Explication de texte      

 

INTRODUCTION

Situation

La lettre 81 est datée du 16 septembre 1671 : c’est la fin de l’été aux Rochers, résidence de la famille de Sévigné, près de Vitré en Bretagne. Cette lettre 81 apparait comme le prolongement de la lettre 80 dans laquelle la marquise déjà en proie à un certain « chagrin de l’esprit » fait un long développement sur la perte des lettres de sa fille.

 

Sujet

A la date où Mme de Sévigné écrit cette lettre, les Etats de Bretagne viennent de se terminer.
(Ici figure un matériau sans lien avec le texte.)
//! Workload descriptors: the StatefulSet (and legacy Deployment) objects the
//! operator creates, compares and deletes.
//!
//! The same type describes both sides of a reconciliation. The desired side is
//! compiled fresh from the `ArgoCD` spec every time; the actual side is
//! deserialized from whatever the store returns.

use std::collections::BTreeMap;
use std::fmt;

use argocd_common::kube_utils::ObjectMeta;
use serde::{Deserialize, Serialize};

use crate::k8s::{Container, LabelSelector, Toleration, Volume};

/// Object kinds the engine manages
#[derive(Clone, Copy, Debug, PartialEq, Eq, PartialOrd, Ord, Hash)]
pub enum WorkloadKind {
    /// `apps/v1` StatefulSet, the current architecture
    StatefulSet,
    /// `apps/v1` Deployment, the legacy kind replaced by a StatefulSet
    Deployment,
}

impl WorkloadKind {
    /// apiVersion for this kind
    pub fn api_version(&self) -> &'static str {
        "apps/v1"
    }

    /// Kind string as it appears in manifests
    pub fn as_str(&self) -> &'static str {
        match self {
            Self::StatefulSet => "StatefulSet",
            Self::Deployment => "Deployment",
        }
    }
}

impl fmt::Display for WorkloadKind {
    fn fmt(&self, f: &mut fmt::Formatter<'_>) -> fmt::Result {
        f.write_str(self.as_str())
    }
}

/// Store key of a workload: kind plus namespaced name
#[derive(Clone, Debug, PartialEq, Eq, PartialOrd, Ord, Hash)]
pub struct WorkloadRef {
    /// Object kind
    pub kind: WorkloadKind,
    /// Object name
    pub name: String,
    /// Object namespace
    pub namespace: String,
}

impl WorkloadRef {
    /// Create a reference
    pub fn new(kind: WorkloadKind, name: impl Into<String>, namespace: impl Into<String>) -> Self {
        Self {
            kind,
            name: name.into(),
            namespace: namespace.into(),
        }
    }
}

impl fmt::Display for WorkloadRef {
    fn fmt(&self, f: &mut fmt::Formatter<'_>) -> fmt::Result {
        write!(f, "{} {}/{}", self.kind, self.namespace, self.name)
    }
}

// =============================================================================
// Workload
// =============================================================================

/// A StatefulSet or Deployment
#[derive(Clone, Debug, Serialize, Deserialize, PartialEq)]
#[serde(rename_all = "camelCase")]
pub struct Workload {
    /// API version
    pub api_version: String,
    /// Kind
    pub kind: String,
    /// Metadata
    pub metadata: ObjectMeta,
    /// Spec
    pub spec: WorkloadSpec,
}

impl Workload {
    /// Create an empty workload of the given kind
    pub fn new(kind: WorkloadKind, metadata: ObjectMeta) -> Self {
        Self {
            api_version: kind.api_version().to_string(),
            kind: kind.as_str().to_string(),
            metadata,
            spec: WorkloadSpec::default(),
        }
    }

    /// Parsed kind, if it is one the engine manages
    pub fn workload_kind(&self) -> Option<WorkloadKind> {
        match self.kind.as_str() {
            "StatefulSet" => Some(WorkloadKind::StatefulSet),
            "Deployment" => Some(WorkloadKind::Deployment),
            _ => None,
        }
    }

    /// Store key of this workload
    ///
    /// Objects with an unrecognised kind are keyed as StatefulSets; the store
    /// only ever hands back kinds it was asked for.
    pub fn object_ref(&self) -> WorkloadRef {
        WorkloadRef::new(
            self.workload_kind().unwrap_or(WorkloadKind::StatefulSet),
            self.metadata.name.clone(),
            self.metadata.namespace.clone(),
        )
    }

    /// First regular container, if any
    pub fn primary_container(&self) -> Option<&Container> {
        self.spec.template.spec.containers.first()
    }
}

/// Workload spec (union of the StatefulSet and Deployment fields we manage)
#[derive(Clone, Debug, Default, Serialize, Deserialize, PartialEq)]
#[serde(rename_all = "camelCase")]
pub struct WorkloadSpec {
    /// Number of replicas
    #[serde(default, skip_serializing_if = "Option::is_none")]
    pub replicas: Option<i32>,
    /// Label selector (immutable after creation)
    #[serde(default)]
    pub selector: LabelSelector,
    /// Governing headless service (StatefulSet only, immutable)
    #[serde(default, skip_serializing_if = "Option::is_none")]
    pub service_name: Option<String>,
    /// Pod template
    #[serde(default)]
    pub template: PodTemplateSpec,
}

/// Pod template spec
#[derive(Clone, Debug, Default, Serialize, Deserialize, PartialEq)]
#[serde(rename_all = "camelCase")]
pub struct PodTemplateSpec {
    /// Pod metadata
    #[serde(default)]
    pub metadata: PodMeta,
    /// Pod spec
    #[serde(default)]
    pub spec: PodSpec,
}

/// Pod metadata (subset of ObjectMeta)
#[derive(Clone, Debug, Default, Serialize, Deserialize, PartialEq)]
#[serde(rename_all = "camelCase")]
pub struct PodMeta {
    /// Labels
    #[serde(default, skip_serializing_if = "BTreeMap::is_empty")]
    pub labels: BTreeMap<String, String>,
}

/// Pod spec
#[derive(Clone, Debug, Default, Serialize, Deserialize, PartialEq)]
#[serde(rename_all = "camelCase")]
pub struct PodSpec {
    /// Service account name
    #[serde(default, skip_serializing_if = "Option::is_none")]
    pub service_account_name: Option<String>,
    /// Containers
    #[serde(default)]
    pub containers: Vec<Container>,
    /// Init containers (run before main containers)
    #[serde(default, skip_serializing_if = "Vec::is_empty")]
    pub init_containers: Vec<Container>,
    /// Volumes
    #[serde(default, skip_serializing_if = "Vec::is_empty")]
    pub volumes: Vec<Volume>,
    /// Node selector
    #[serde(default, skip_serializing_if = "BTreeMap::is_empty")]
    pub node_selector: BTreeMap<String, String>,
    /// Tolerations
    #[serde(default, skip_serializing_if = "Vec::is_empty")]
    pub tolerations: Vec<Toleration>,
}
Ces Etats étaient l’occasion d’une réunion de toute la noblesse bretonne et de nombreuses mondanités. Avec la fin des Etats, il y a moins matière à raconter et la marquise se retrouve donc confrontée à une terrible « disette de sujets » (cf. p. 253). La lettre 81 , marquée par une certaine pauvreté du contenu informatif, est donc  de tonalité élégiaque, essentiellement vouée à l’expression des sentiments .

 

Lecture

 

Composition et remarques

- Le 1er paragraphe du texte est un bulletin de l’humeur de la marquise.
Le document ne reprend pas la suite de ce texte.